Mariano Benlliure dedicó la chimenea monumental Infierno de Dante (1900) al poeta florentino, del que hoy se conmemora el 700º aniversario de su muerte.

Se inspiró en la Divina Comedia para componer un impresionante grupo escultórico, de casi tres metros de altura, en forma de cono invertido, como describiera el poeta el infierno. Sobre él fluye el rio Aqueronte que se precipita en la embocadura abierta en el frente. A un lado, Lucifer espera vehemente la llegada de la barca de Caronte que, cargada de condenados, se acerca desde el otro. Decenas de cuerpos desnudos, en una asombrosa variedad de posturas y actitudes, dan forma al conjunto. En la parte superior, sobre una elevación, se alzan Dante y Virgilio que caminan en su descenso al Infierno.

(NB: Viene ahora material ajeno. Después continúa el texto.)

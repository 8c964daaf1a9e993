use actix_web::{http::StatusCode, test::TestRequest, web, web::ServiceConfig};
use farmgate_engine::{
    db_types::{Farm, OrderStatusType, PaymentStatusType},
    payment_objects::FarmPayment,
    traits::SettlementDecision,
};
use fg_common::Money;
use serde_json::json;

use super::helpers::{api_over, sample_order, sample_payment, send_request, test_time, with_identity};
use crate::{
    endpoint_tests::mocks::MockSettlementDb,
    routes::{farm_payments, payment_for_order, process_payment},
};

fn payment_routes(cfg: &mut ServiceConfig, mock: MockSettlementDb, decision: SettlementDecision) {
    let api = api_over(mock, decision);
    cfg.app_data(web::Data::new(api))
        .service(web::resource("/api/payments").route(web::post().to(process_payment::<MockSettlementDb>)))
        .service(
            web::resource("/api/payments/{order_id}")
                .route(web::get().to(payment_for_order::<MockSettlementDb>)),
        )
        .service(
            web::resource("/api/farms/{farm_id}/payments")
                .route(web::get().to(farm_payments::<MockSettlementDb>)),
        );
}

#[actix_web::test]
async fn a_settlement_is_recorded_and_reported() {
    let _ = env_logger::try_init().ok();
    fn configure(cfg: &mut ServiceConfig) {
        let mut mock = MockSettlementDb::new();
        mock.expect_fetch_order_for_user()
            .returning(|id, user_id| Ok(Some(sample_order(id, user_id, OrderStatusType::Pending))));
        mock.expect_fetch_payment_for_user().returning(|_, _| Ok(None));
        mock.expect_record_settlement().returning(|order_id, attempt| {
            assert!(attempt.approved);
            assert!(attempt.transaction_id.starts_with("txn-"));
            Ok(sample_payment(order_id, PaymentStatusType::Completed))
        });
        payment_routes(cfg, mock, SettlementDecision::Approved);
    }
    let body = json!({ "order_id": 10, "method": "CARD" });
    let req = with_identity(TestRequest::post().uri("/api/payments").set_json(body), 42, "BUYER");
    let (status, body) = send_request(req, configure).await;
    assert_eq!(status, StatusCode::OK);
    assert!(body.contains("\"success\":true"), "body was {body}");
    assert!(body.contains("Payment processed successfully"), "body was {body}");
}

#[actix_web::test]
async fn a_declined_settlement_reports_failure() {
    let _ = env_logger::try_init().ok();
    fn configure(cfg: &mut ServiceConfig) {
        let mut mock = MockSettlementDb::new();
        mock.expect_fetch_order_for_user()
            .returning(|id, user_id| Ok(Some(sample_order(id, user_id, OrderStatusType::Pending))));
        mock.expect_fetch_payment_for_user()
            .returning(|order_id, _| Ok(Some(sample_payment(order_id, PaymentStatusType::Failed))));
        mock.expect_record_settlement().returning(|order_id, attempt| {
            assert!(!attempt.approved);
            Ok(sample_payment(order_id, PaymentStatusType::Failed))
        });
        payment_routes(cfg, mock, SettlementDecision::Declined);
    }
    let body = json!({ "order_id": 10, "method": "CARD" });
    let req = with_identity(TestRequest::post().uri("/api/payments").set_json(body), 42, "BUYER");
    let (status, body) = send_request(req, configure).await;
    assert_eq!(status, StatusCode::OK);
    assert!(body.contains("\"success\":false"), "body was {body}");
    assert!(body.contains("Payment failed. Please try again."), "body was {body}");
}

#[actix_web::test]
async fn paying_twice_is_a_conflict() {
    let _ = env_logger::try_init().ok();
    fn configure(cfg: &mut ServiceConfig) {
        let mut mock = MockSettlementDb::new();
        mock.expect_fetch_order_for_user()
            .returning(|id, user_id| Ok(Some(sample_order(id, user_id, OrderStatusType::Processing))));
        mock.expect_fetch_payment_for_user()
            .returning(|order_id, _| Ok(Some(sample_payment(order_id, PaymentStatusType::Completed))));
        payment_routes(cfg, mock, SettlementDecision::Approved);
    }
    let body = json!({ "order_id": 10, "method": "CARD" });
    let req = with_identity(TestRequest::post().uri("/api/payments").set_json(body), 42, "BUYER");
    let (status, body) = send_request(req, configure).await;
    assert_eq!(status, StatusCode::CONFLICT);
    assert!(body.contains("already been paid"), "body was {body}");
}

#[actix_web::test]
async fn an_unknown_payment_method_is_rejected() {
    let _ = env_logger::try_init().ok();
    fn configure(cfg: &mut ServiceConfig) {
        payment_routes(cfg, MockSettlementDb::new(), SettlementDecision::Approved);
    }
    let body = json!({ "order_id": 10, "method": "BARTER" });
    let req = with_identity(TestRequest::post().uri("/api/payments").set_json(body), 42, "BUYER");
    let (status, body) = send_request(req, configure).await;
    assert_eq!(status, StatusCode::BAD_REQUEST);
    assert!(body.contains("Invalid payment method: BARTER"), "body was {body}");
}

#[actix_web::test]
async fn payment_details_for_an_unpaid_order_are_not_found() {
    let _ = env_logger::try_init().ok();
    fn configure(cfg: &mut ServiceConfig) {
        let mut mock = MockSettlementDb::new();
        mock.expect_fetch_payment_for_user().returning(|_, _| Ok(None));
        payment_routes(cfg, mock, SettlementDecision::Approved);
    }
    let req = with_identity(TestRequest::get().uri("/api/payments/10"), 42, "BUYER");
    let (status, body) = send_request(req, configure).await;
    assert_eq!(status, StatusCode::NOT_FOUND);
    assert!(body.contains("No payment found for order 10"), "body was {body}");
}

#[actix_web::test]
async fn payment_details_are_returned_to_the_order_owner() {
    let _ = env_logger::try_init().ok();
    fn configure(cfg: &mut ServiceConfig) {
        let mut mock = MockSettlementDb::new();
        mock.expect_fetch_payment_for_user()
            .returning(|order_id, _| Ok(Some(sample_payment(order_id, PaymentStatusType::Completed))));
        payment_routes(cfg, mock, SettlementDecision::Approved);
    }
    let req = with_identity(TestRequest::get().uri("/api/payments/10"), 42, "BUYER");
    let (status, body) = send_request(req, configure).await;
    assert_eq!(status, StatusCode::OK);
    assert!(body.contains("\"status\":\"COMPLETED\""), "body was {body}");
    assert!(body.contains("\"order_id\":10"), "body was {body}");
}

#[actix_web::test]
async fn buyers_may_not_list_farm_payments() {
    let _ = env_logger::try_init().ok();
    fn configure(cfg: &mut ServiceConfig) {
        payment_routes(cfg, MockSettlementDb::new(), SettlementDecision::Approved);
    }
    let req = with_identity(TestRequest::get().uri("/api/farms/3/payments"), 42, "BUYER");
    let (status, body) = send_request(req, configure).await;
    assert_eq!(status, StatusCode::FORBIDDEN);
    assert!(body.contains("Only farmers"), "body was {body}");
}

#[actix_web::test]
async fn a_missing_farm_is_not_found() {
    let _ = env_logger::try_init().ok();
    fn configure(cfg: &mut ServiceConfig) {
        let mut mock = MockSettlementDb::new();
        mock.expect_fetch_farm().returning(|_| Ok(None));
        payment_routes(cfg, mock, SettlementDecision::Approved);
    }
    let req = with_identity(TestRequest::get().uri("/api/farms/3/payments"), 7, "FARMER");
    let (status, body) = send_request(req, configure).await;
    assert_eq!(status, StatusCode::NOT_FOUND);
    assert!(body.contains("Farm 3 not found"), "body was {body}");
}

#[actix_web::test]
async fn only_the_owner_sees_a_farms_payments() {
    let _ = env_logger::try_init().ok();
    fn farm(farmer_id: i64) -> Farm {
        Farm { id: 3, name: "Meadow Lane Farm".to_string(), farmer_id, created_at: test_time() }
    }
    fn configure(cfg: &mut ServiceConfig) {
        let mut mock = MockSettlementDb::new();
        mock.expect_fetch_farm().returning(|_| Ok(Some(farm(8))));
        payment_routes(cfg, mock, SettlementDecision::Approved);
    }
    let req = with_identity(TestRequest::get().uri("/api/farms/3/payments"), 7, "FARMER");
    let (status, body) = send_request(req, configure).await;
    assert_eq!(status, StatusCode::FORBIDDEN);
    assert!(body.contains("Not authorized to view this farm's payments"), "body was {body}");
}

#[actix_web::test]
async fn the_owner_lists_farm_payments() {
    let _ = env_logger::try_init().ok();
    fn configure(cfg: &mut ServiceConfig) {
        let mut mock = MockSettlementDb::new();
        mock.expect_fetch_farm().returning(|id| {
            Ok(Some(Farm { id, name: "Meadow Lane Farm".to_string(), farmer_id: 7, created_at: test_time() }))
        });
        mock.expect_fetch_payments_for_farm().returning(|_| {
            Ok(vec![FarmPayment {
                payment: sample_payment(10, PaymentStatusType::Completed),
                buyer_id: 42,
                order_total: Money::from_cents(600),
            }])
        });
        payment_routes(cfg, mock, SettlementDecision::Approved);
    }
    let req = with_identity(TestRequest::get().uri("/api/farms/3/payments"), 7, "FARMER");
    let (status, body) = send_request(req, configure).await;
    assert_eq!(status, StatusCode::OK);
    assert!(body.contains("\"buyer_id\":42"), "body was {body}");
    assert!(body.contains("\"order_total\":600"), "body was {body}");
}
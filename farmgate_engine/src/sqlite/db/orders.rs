use fg_common::Money;
use log::debug;
use sqlx::SqliteConnection;

use crate::{
    api::order_objects::{OrderItemView, Pagination},
    db_types::{CartItem, Order, OrderStatusType},
    traits::SettlementError,
};

/// Inserts a new order row. This is not atomic on its own. Embed this call inside a transaction together with the
/// stock reservations and line-item inserts, passing `&mut *tx` as the connection argument.
pub(crate) async fn insert_order(
    user_id: i64,
    total: Money,
    conn: &mut SqliteConnection,
) -> Result<Order, SettlementError> {
    let order = sqlx::query_as(
        r#"
            INSERT INTO orders (user_id, total) VALUES ($1, $2)
            RETURNING *;
        "#,
    )
    .bind(user_id)
    .bind(total)
    .fetch_one(conn)
    .await?;
    Ok(order)
}

pub(crate) async fn insert_order_item(
    order_id: i64,
    item: CartItem,
    unit_price: Money,
    conn: &mut SqliteConnection,
) -> Result<(), SettlementError> {
    sqlx::query("INSERT INTO order_items (order_id, product_id, quantity, unit_price) VALUES ($1, $2, $3, $4)")
        .bind(order_id)
        .bind(item.product_id)
        .bind(item.quantity)
        .bind(unit_price)
        .execute(conn)
        .await?;
    Ok(())
}

pub async fn fetch_order(order_id: i64, conn: &mut SqliteConnection) -> Result<Option<Order>, SettlementError> {
    let order = sqlx::query_as("SELECT * FROM orders WHERE id = $1").bind(order_id).fetch_optional(conn).await?;
    Ok(order)
}

pub async fn fetch_order_for_user(
    order_id: i64,
    user_id: i64,
    conn: &mut SqliteConnection,
) -> Result<Option<Order>, SettlementError> {
    let order = sqlx::query_as("SELECT * FROM orders WHERE id = $1 AND user_id = $2")
        .bind(order_id)
        .bind(user_id)
        .fetch_optional(conn)
        .await?;
    Ok(order)
}

/// The order's line items joined with their product names, in insertion order.
pub async fn fetch_items_for_order(
    order_id: i64,
    conn: &mut SqliteConnection,
) -> Result<Vec<OrderItemView>, SettlementError> {
    let items = sqlx::query_as(
        r#"
            SELECT oi.product_id, p.name AS product_name, oi.quantity, oi.unit_price
            FROM order_items oi
            JOIN products p ON p.id = oi.product_id
            WHERE oi.order_id = $1
            ORDER BY oi.id
        "#,
    )
    .bind(order_id)
    .fetch_all(conn)
    .await?;
    Ok(items)
}

/// One page of a user's orders, newest first.
pub async fn fetch_orders_for_user(
    user_id: i64,
    pagination: &Pagination,
    conn: &mut SqliteConnection,
) -> Result<Vec<Order>, SettlementError> {
    let orders = sqlx::query_as(
        "SELECT * FROM orders WHERE user_id = $1 ORDER BY created_at DESC, id DESC LIMIT $2 OFFSET $3",
    )
    .bind(user_id)
    .bind(pagination.limit)
    .bind(pagination.offset())
    .fetch_all(conn)
    .await?;
    Ok(orders)
}

pub async fn count_orders_for_user(user_id: i64, conn: &mut SqliteConnection) -> Result<i64, SettlementError> {
    let total = sqlx::query_scalar("SELECT COUNT(*) FROM orders WHERE user_id = $1")
        .bind(user_id)
        .fetch_one(conn)
        .await?;
    Ok(total)
}

pub(crate) async fn update_order_status(
    order_id: i64,
    status: OrderStatusType,
    conn: &mut SqliteConnection,
) -> Result<Order, SettlementError> {
    let result: Option<Order> =
        sqlx::query_as("UPDATE orders SET status = $1, updated_at = CURRENT_TIMESTAMP WHERE id = $2 RETURNING *")
            .bind(status)
            .bind(order_id)
            .fetch_optional(conn)
            .await?;
    result.ok_or(SettlementError::OrderNotFound(order_id))
}

/// Moves the order from `from` to `to` only if it is still in `from`. Returns whether the transition was applied.
pub(crate) async fn transition_status(
    order_id: i64,
    from: OrderStatusType,
    to: OrderStatusType,
    conn: &mut SqliteConnection,
) -> Result<bool, SettlementError> {
    let result =
        sqlx::query("UPDATE orders SET status = $1, updated_at = CURRENT_TIMESTAMP WHERE id = $2 AND status = $3")
            .bind(to)
            .bind(order_id)
            .bind(from)
            .execute(conn)
            .await?;
    let applied = result.rows_affected() == 1;
    if !applied {
        debug!("🗃️ Order #{order_id} was not {from}; status left unchanged");
    }
    Ok(applied)
}

/// True if at least one of the order's line items references a product from a farm owned by the given farmer.
pub async fn farmer_supplies_order(
    order_id: i64,
    farmer_id: i64,
    conn: &mut SqliteConnection,
) -> Result<bool, SettlementError> {
    let supplies = sqlx::query_scalar(
        r#"
            SELECT EXISTS (
                SELECT 1
                FROM order_items oi
                JOIN products p ON p.id = oi.product_id
                JOIN farms f ON f.id = p.farm_id
                WHERE oi.order_id = $1 AND f.farmer_id = $2
            )
        "#,
    )
    .bind(order_id)
    .bind(farmer_id)
    .fetch_one(conn)
    .await?;
    Ok(supplies)
}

En 1899 concluyó el modelo de la chimenea y su fundición en bronce se realizó en la casa Masriera y Campins de Barcelona en la primavera de 1900, desde donde se envió directamente a París para exhibirse en la Exposición Universal de ese año, exposición en la que Benlliure fue premiado con la Medalla de Honor por el conjunto de obras presentadas. Diez años después, en 1910, la presentó a la Exposición Internacional que se celebró en Santiago de Chile para conmemorar el centenario de su independencia.

Hasta la muerte del escultor en 1947, estuvo colocada en la sala de billar de su casa en la calle de Abascal de Madrid, después pasó a su hija Leopoldina Benlliure Tuero y, finalmente, en febrero de 1957 fue adquirida por la Diputación Provincial de Valencia.